→ TASK TO CARRY OUT: Copy each line of the data below with the word "path".
● ● ●
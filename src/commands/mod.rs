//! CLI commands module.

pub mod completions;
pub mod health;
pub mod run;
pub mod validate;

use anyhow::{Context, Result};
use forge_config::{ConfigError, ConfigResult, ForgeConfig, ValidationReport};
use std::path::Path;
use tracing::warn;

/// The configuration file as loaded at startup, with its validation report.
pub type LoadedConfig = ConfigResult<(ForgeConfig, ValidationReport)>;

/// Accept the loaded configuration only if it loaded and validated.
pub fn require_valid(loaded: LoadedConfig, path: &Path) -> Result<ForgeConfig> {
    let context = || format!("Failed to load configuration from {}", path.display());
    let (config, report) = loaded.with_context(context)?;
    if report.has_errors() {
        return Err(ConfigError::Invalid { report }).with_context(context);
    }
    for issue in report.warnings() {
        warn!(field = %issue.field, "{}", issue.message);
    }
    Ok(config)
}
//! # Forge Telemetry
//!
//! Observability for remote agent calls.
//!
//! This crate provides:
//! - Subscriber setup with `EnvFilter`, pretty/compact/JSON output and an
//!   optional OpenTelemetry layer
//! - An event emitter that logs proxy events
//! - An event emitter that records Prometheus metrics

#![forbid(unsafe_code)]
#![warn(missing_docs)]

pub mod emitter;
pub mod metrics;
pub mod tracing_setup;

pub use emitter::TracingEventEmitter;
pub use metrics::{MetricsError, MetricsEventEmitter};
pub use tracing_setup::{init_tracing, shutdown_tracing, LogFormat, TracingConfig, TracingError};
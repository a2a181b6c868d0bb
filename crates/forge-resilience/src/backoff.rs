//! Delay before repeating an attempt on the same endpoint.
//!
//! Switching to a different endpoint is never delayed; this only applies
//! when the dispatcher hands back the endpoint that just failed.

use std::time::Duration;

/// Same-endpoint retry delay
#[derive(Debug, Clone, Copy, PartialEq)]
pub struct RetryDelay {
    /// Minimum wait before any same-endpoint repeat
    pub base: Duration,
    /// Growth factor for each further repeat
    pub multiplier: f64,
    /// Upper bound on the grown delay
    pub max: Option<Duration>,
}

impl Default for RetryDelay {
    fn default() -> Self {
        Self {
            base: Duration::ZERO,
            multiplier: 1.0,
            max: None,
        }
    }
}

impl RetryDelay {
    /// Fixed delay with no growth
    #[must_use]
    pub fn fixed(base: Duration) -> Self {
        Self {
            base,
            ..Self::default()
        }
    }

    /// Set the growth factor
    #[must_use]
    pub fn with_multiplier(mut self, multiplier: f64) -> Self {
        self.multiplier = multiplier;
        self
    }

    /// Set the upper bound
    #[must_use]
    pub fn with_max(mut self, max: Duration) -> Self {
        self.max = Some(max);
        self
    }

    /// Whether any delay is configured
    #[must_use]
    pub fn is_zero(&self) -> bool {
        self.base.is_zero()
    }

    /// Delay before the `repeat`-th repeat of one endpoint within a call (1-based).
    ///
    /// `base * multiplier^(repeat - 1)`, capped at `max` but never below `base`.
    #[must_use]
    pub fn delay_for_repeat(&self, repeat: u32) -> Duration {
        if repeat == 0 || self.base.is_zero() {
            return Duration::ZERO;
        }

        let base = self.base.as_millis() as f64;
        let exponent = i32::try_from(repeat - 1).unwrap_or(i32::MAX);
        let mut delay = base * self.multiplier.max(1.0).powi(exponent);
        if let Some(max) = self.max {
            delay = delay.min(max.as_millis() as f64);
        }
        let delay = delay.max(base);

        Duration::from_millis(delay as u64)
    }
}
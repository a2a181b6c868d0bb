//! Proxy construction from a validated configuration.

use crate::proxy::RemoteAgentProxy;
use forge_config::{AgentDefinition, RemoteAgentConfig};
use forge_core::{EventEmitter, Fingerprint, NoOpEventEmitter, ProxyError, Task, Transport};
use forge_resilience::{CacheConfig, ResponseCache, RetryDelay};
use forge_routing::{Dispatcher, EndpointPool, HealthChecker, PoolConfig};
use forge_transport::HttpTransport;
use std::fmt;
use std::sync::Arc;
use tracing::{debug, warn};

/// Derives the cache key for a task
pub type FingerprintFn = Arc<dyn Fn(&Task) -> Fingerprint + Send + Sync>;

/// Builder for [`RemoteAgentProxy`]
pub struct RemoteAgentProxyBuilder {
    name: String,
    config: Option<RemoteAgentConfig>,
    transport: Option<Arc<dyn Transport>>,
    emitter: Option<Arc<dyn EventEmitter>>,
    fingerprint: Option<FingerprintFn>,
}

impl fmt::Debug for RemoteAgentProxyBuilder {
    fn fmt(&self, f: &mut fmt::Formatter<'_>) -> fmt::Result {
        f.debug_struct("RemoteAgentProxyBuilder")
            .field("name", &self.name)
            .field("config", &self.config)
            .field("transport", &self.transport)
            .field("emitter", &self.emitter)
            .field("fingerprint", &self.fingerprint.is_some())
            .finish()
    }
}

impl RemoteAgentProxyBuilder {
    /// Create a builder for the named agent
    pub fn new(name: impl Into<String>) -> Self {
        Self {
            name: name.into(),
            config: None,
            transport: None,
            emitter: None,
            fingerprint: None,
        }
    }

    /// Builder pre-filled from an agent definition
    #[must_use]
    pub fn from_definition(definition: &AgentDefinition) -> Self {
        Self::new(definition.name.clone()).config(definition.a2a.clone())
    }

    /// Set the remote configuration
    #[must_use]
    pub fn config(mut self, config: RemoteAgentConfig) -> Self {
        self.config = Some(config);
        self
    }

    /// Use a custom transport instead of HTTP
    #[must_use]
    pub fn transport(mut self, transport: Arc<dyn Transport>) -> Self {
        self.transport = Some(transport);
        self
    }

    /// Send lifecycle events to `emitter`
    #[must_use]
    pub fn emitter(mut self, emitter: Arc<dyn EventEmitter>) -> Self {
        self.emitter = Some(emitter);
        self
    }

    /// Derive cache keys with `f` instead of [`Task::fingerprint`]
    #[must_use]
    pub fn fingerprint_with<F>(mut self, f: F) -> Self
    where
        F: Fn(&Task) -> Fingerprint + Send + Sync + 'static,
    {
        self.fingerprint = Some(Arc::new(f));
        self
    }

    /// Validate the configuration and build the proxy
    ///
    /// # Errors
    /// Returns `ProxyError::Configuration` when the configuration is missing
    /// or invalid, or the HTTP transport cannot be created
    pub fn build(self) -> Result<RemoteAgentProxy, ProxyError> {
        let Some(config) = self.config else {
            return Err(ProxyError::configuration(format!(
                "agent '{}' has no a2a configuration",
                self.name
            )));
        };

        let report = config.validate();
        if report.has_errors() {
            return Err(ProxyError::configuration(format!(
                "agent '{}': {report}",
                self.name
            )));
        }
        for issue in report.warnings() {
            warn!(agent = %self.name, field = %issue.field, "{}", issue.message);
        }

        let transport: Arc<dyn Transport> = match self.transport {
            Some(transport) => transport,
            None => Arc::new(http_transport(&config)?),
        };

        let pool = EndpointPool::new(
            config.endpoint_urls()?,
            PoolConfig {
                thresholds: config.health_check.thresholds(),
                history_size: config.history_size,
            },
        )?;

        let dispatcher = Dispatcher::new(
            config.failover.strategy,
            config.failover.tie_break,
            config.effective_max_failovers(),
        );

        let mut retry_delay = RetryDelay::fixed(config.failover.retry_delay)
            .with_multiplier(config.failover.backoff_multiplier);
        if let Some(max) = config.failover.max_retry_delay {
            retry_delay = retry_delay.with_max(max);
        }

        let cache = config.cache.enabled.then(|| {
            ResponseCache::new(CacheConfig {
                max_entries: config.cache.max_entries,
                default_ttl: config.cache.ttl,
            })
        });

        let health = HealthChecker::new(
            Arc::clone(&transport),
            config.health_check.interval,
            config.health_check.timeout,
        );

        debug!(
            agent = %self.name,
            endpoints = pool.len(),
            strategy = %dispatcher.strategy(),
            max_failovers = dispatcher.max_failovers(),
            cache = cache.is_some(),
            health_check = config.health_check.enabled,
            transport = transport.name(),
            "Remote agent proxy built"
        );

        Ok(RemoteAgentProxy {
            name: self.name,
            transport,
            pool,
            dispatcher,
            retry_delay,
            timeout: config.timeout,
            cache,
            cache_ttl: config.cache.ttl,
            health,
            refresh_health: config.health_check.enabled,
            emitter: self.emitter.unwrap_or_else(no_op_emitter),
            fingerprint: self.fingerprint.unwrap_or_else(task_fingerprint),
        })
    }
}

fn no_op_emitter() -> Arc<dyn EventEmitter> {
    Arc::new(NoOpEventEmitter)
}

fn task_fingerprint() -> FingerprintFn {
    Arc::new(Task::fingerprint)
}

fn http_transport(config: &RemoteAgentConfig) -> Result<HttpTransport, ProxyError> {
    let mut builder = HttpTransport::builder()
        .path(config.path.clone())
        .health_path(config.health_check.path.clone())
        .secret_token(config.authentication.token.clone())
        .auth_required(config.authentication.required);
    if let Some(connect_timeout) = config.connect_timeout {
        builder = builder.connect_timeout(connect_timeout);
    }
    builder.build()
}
● ● ●
→ ANSWER FOR THIS EXERCISE:
use std::path::Path;
pub fn require_valid(loaded: LoadedConfig, path: &Path) -> Result<ForgeConfig> {
    let context = || format!("Failed to load configuration from {}", path.display());
        .path(config.path.clone())
        .health_path(config.health_check.path.clone())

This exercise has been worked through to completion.